Pipelining

Can idle hardware be used to improve concurrency?

The goal:

More concurrency -> Higher instruction throughput
More work completed in one cycle of the CPU

When an instruction is using some resources in its processing phase, process other instructions on idle resources that are not needed by that instruction. For example, when an instruction is being decoded, fetch the next instruction.

The von-Neumann model processor organisation

Control needs to:

  • input instructions from memory
  • issue signals to control the information flow between the datapath components and to control which operations they perform
  • control instruction sequencing

atapath needs to have the components needed to execute instructions. It also needs to have the interconnections between the components so that the instructions can be accomplished and data can be loaded from and stored to memory.

Two properties of the control and datapath are static (how components are connected) and dynamic (how data moves between components)

Levels of code

The application software is written in high level language. The system software contains two key components. The compiler translates high level language code into machine code, and the operating system handles input/output, memory and storage, task scheduling and resource sharing management. The hardware provides the implementation by the processor, memory and I/O controllers.

High level language

This is the level of abstraction closer to the problem domain and it provides productivity and portability.

Assembly language

Assembly language is a textual representation of instructions (ISA).

Hardware representation

These are the binary bits and encoded instructions and data.

Five stage execution model for MIPS

If each step takes one clock cycle, then a complete instruction takes a maximum of five clock cycles. There is a sequence to how every instruction is executed. Instructions are different, so the details of each step are specific to the type of instruction.

Cycles Per Instruction - CPI

FETCH from memory

Send out the address now in the program counter. Fetch the instruction from memory into the Instruction Register.

DECODE and read registers concurrently

Decode the instruction and access the register file to read present registers.

EXECUTION on the operands

The ALU operates on the operands prepared in the decode stage.
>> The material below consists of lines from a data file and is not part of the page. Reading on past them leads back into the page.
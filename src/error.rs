//! Pipeline error taxonomy and the description sent in failure reports.

use serde::Serialize;
use thiserror::Error;

use crate::generator::GenerationError;
use crate::job::InputError;
use crate::notifier::NotificationError;
use crate::render::RenderError;
use crate::storage::UploadError;

/// First failure raised by a job's pipeline.
#[derive(Debug, Error)]
pub enum JobError {
    #[error(transparent)]
    Input(#[from] InputError),
    #[error(transparent)]
    Render(#[from] RenderError),
    #[error(transparent)]
    Generation(#[from] GenerationError),
    #[error(transparent)]
    Upload(#[from] UploadError),
    #[error(transparent)]
    Notification(#[from] NotificationError),
}

impl JobError {
    pub fn kind(&self) -> &'static str {
        match self {
            JobError::Input(_) => "input",
            JobError::Render(_) => "render",
            JobError::Generation(_) => "generation",
            JobError::Upload(_) => "upload",
            JobError::Notification(_) => "notification",
        }
    }

    pub fn describe(&self) -> ErrorDescription {
        ErrorDescription {
            kind: self.kind(),
            message: self.to_string(),
        }
    }
}

/// Stable `{kind, message}` shape of the `error` field in failure reports.
#[derive(Debug, Clone, PartialEq, Eq, Serialize)]
pub struct ErrorDescription {
    pub kind: &'static str,
    pub message: String,
}
//! Outcome reports and their delivery to the requester's callback URL.

use async_trait::async_trait;
use reqwest::{Client, Method};
use serde::Serialize;
use serde_json::Value;
use std::time::Duration;
use thiserror::Error;
use tracing::debug;

use crate::error::ErrorDescription;

#[derive(Debug, Error)]
pub enum NotificationError {
    #[error("invalid callback address {address:?}: {source}")]
    InvalidCallback {
        address: String,
        #[source]
        source: url::ParseError,
    },
    #[error("callback request failed: {0}")]
    Transport(#[from] reqwest::Error),
    #[error("callback rejected the report with status {status}")]
    Rejected { status: u16 },
}

/// The single report sent for every job.
#[derive(Debug, Clone, PartialEq, Serialize)]
#[serde(untagged)]
pub enum OutcomeReport {
    #[serde(rename_all = "camelCase")]
    Success {
        secret: String,
        certificate_id: Value,
        url: String,
        salt: String,
    },
    #[serde(rename_all = "camelCase")]
    Failure {
        certificate_id: Option<Value>,
        secret: String,
        error: ErrorDescription,
    },
}

impl OutcomeReport {
    pub fn certificate_id(&self) -> Option<&Value> {
        match self {
            OutcomeReport::Success { certificate_id, .. } => Some(certificate_id),
            OutcomeReport::Failure { certificate_id, .. } => certificate_id.as_ref(),
        }
    }

    pub fn is_success(&self) -> bool {
        matches!(self, OutcomeReport::Success { .. })
    }
}

/// Delivers an outcome report. One attempt, no retries.
#[cfg_attr(test, mockall::automock)]
#[async_trait]
pub trait Notifier: Send + Sync {
    async fn notify(&self, callback: &str, report: &OutcomeReport) -> Result<(), NotificationError>;
}

/// Sends reports as a JSON request body.
pub struct HttpNotifier {
    client: Client,
    method: Method,
}

impl HttpNotifier {
    pub fn new(method: Method, timeout: Duration) -> Result<Self, NotificationError> {
        let client = Client::builder()
            .user_agent(concat!("certificate-worker/", env!("CARGO_PKG_VERSION")))
            .timeout(timeout)
            .build()?;
        Ok(Self { client, method })
    }
}

#[async_trait]
impl Notifier for HttpNotifier {
    async fn notify(&self, callback: &str, report: &OutcomeReport) -> Result<(), NotificationError> {
        let url = url::Url::parse(callback).map_err(|source| NotificationError::InvalidCallback {
            address: callback.to_string(),
            source,
        })?;

        let response = self
            .client
            .request(self.method.clone(), url)
            .json(report)
            .send()
            .await?;

        let status = response.status();
        if !status.is_success() {
            return Err(NotificationError::Rejected {
                status: status.as_u16(),
            });
        }

        debug!(callback, status = status.as_u16(), "Outcome report delivered");
        Ok(())
    }
}
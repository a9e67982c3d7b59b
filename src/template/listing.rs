//! Enumerate-only mode: collects the placeholder names a template tree
//! refers to without writing anything.

use std::collections::{BTreeMap, BTreeSet};
use std::path::{Path, PathBuf};
use walkdir::WalkDir;

use crate::config::Config;
use crate::diagnostics::Diagnostics;
use crate::error::{Error, Result};
use crate::ioutils::read_text;
use crate::placeholder::grammar::referenced_names;
use crate::placeholder::Definitions;

/// Placeholder names found in a template tree, each with the paths that
/// refer to it. Names are sorted.
#[derive(Debug, Clone, Default, PartialEq, Eq)]
pub struct Listing {
    references: BTreeMap<String, BTreeSet<PathBuf>>,
}

impl Listing {
    /// Scans `root` and everything below it.
    ///
    /// Directory names are scanned whether or not they carry the template
    /// suffix; files are scanned, name and content, only when they do. A
    /// file that cannot be read is reported and skipped.
    pub fn scan<P: AsRef<Path>>(root: P, config: &Config, diagnostics: &Diagnostics) -> Result<Self> {
        let root = root.as_ref();
        if !root.exists() {
            return Err(Error::TemplateDoesNotExistsError {
                template_dir: root.display().to_string(),
            });
        }

        let mut listing = Listing::default();
        for dir_entry in WalkDir::new(root).sort_by_file_name() {
            let dir_entry = match dir_entry {
                Ok(dir_entry) => dir_entry,
                Err(e) => {
                    diagnostics.error(e.into());
                    continue;
                }
            };
            let path = dir_entry.path();
            let Some(file_name) = dir_entry.file_name().to_str() else {
                diagnostics.error(Error::InvalidPathEncoding { path: path.display().to_string() });
                continue;
            };
            let template_name = config.template_name(file_name);

            if dir_entry.file_type().is_dir() {
                listing.record_line(template_name.unwrap_or(file_name), path);
            } else if let Some(template_name) = template_name {
                listing.record_line(template_name, path);
                if let Err(e) = listing.record_content(path) {
                    diagnostics.error(e);
                }
            }
        }

        log::info!("Found {} placeholder name(s) below '{}'", listing.len(), root.display());
        Ok(listing)
    }

    /// Scans line by line, as replacement substitutes. Lines ending in a
    /// backslash are not joined with the next one.
    fn record_content(&mut self, path: &Path) -> Result<()> {
        let (content, _) = read_text(path)?;
        for line in content.lines() {
            self.record_line(line, path);
        }
        Ok(())
    }

    fn record_line(&mut self, line: &str, path: &Path) {
        for name in referenced_names(line) {
            self.references.entry(name.to_string()).or_default().insert(path.to_path_buf());
        }
    }

    pub fn len(&self) -> usize {
        self.references.len()
    }

    pub fn is_empty(&self) -> bool {
        self.references.is_empty()
    }

    pub fn contains(&self, name: &str) -> bool {
        self.references.contains_key(name)
    }

    pub fn names(&self) -> impl Iterator<Item = &str> {
        self.references.keys().map(String::as_str)
    }

    /// Paths referring to `name`, sorted.
    pub fn paths(&self, name: &str) -> impl Iterator<Item = &Path> {
        self.references.get(name).into_iter().flatten().map(PathBuf::as_path)
    }

    /// Referenced names without a definition.
    pub fn undeclared<'l>(&'l self, definitions: &Definitions) -> Vec<&'l str> {
        self.names().filter(|name| !definitions.contains(name)).collect()
    }

    /// Defined names that nothing refers to, in declaration order.
    pub fn unused<'d>(&self, definitions: &'d Definitions) -> Vec<&'d str> {
        definitions.names().filter(|name| !self.contains(name)).collect()
    }
}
MEMORY access and branch completion

Access the memory if needed to perform a load or store.

WRITE back

Write result back into register file.

Instruction level parallelism (ILP)

Essentially all processors use pipelining to overlap instructions in order to improve performance.

Loop level parallelism

A typical MIPS assembler programme executes between 15-20% of branch instructions. Every third to fifth instruction is a branch giving quite short runs of sequential instructions. This doesn't give much scope for overlap. However, iterations over long loops (loop level parallelism) may be a good candidate for ILP.

for (i = 0; i < 1000; i++) x[i] += y[i]; is a common and typical loop.

Role of the compiler

Compilers can help enhance the available of ILP. Most programmes are written in a high level language, not directly in assembly language. The compiler generates the assembly. The compiler can find sequences of instructions that can be overlapped, then matches sequence lengths to the properties of the CPU. One technique is to unroll or partially unroll for a loop.

The possible danger of this is that when re-ordering instructions - reordered instructions that involve floating point operations can be erroneous due to the properties of floating point. Mission and safety control code does not use floating point numbers for that reason.

The basic idea

  • Divide the instruction processing cycle into distinct stages of processing.
  • Ensure that there are enough hardware resources abailable to process one instruction in each stage.
  • Process a different instruction in each stage. Instructions consecutive in program order are processed in consecutive stages.

The benefit of pipelining is that instruction processing throughput is increased. However there are a number of downsides.

Limitations and clarifications

Each instruction step takes the same time to execute. Time is saved as instructions can be overlapped. Pipeline depth is the maximum number of instructions that can be overlapped. There is a maximum length to the pipeline, and it is ultimately defined by the hardware resources available.

When a dependency is hit during execution, the pipeline is stalled. The CPU needs to dump and reload its state at that point. This leads to latency in execution. The slowest step in the execution process decides the total throughput of the pipeline.

Hazards

Hazard
The situation where there are problems with the instruction pipeline in CPU microarchitectures.
When the next instruction cannot execute in the following clock cycle, there is potential for incorrect computation results if it were to execute.

There are three common types of hazard:

  • Data hazards - instructions that exhibit data dependence or modify data in different stages of a pipeline (race condition).
  • Structural hazards - when two stages in the pipeline need to access the same hardware component, they have to queue up for it. There is a limit to how much hardware can be implemented on a chip.
  • Control flow hazards (branching hazards) - the processor will not know the outcome of the branch when it needs to insert a new instruction into the pipeling (typically during the fetch stage).

More generally, while hazards relate to ILP, in the most abstract sense, similar problems arise when thinking about multi-threaded programming on a multi-core CPU, or even multiple programs accessing shared resources. However, thread libraries and operating systems include mechanisms to allow for synchronisation and serialisation by the software engineer.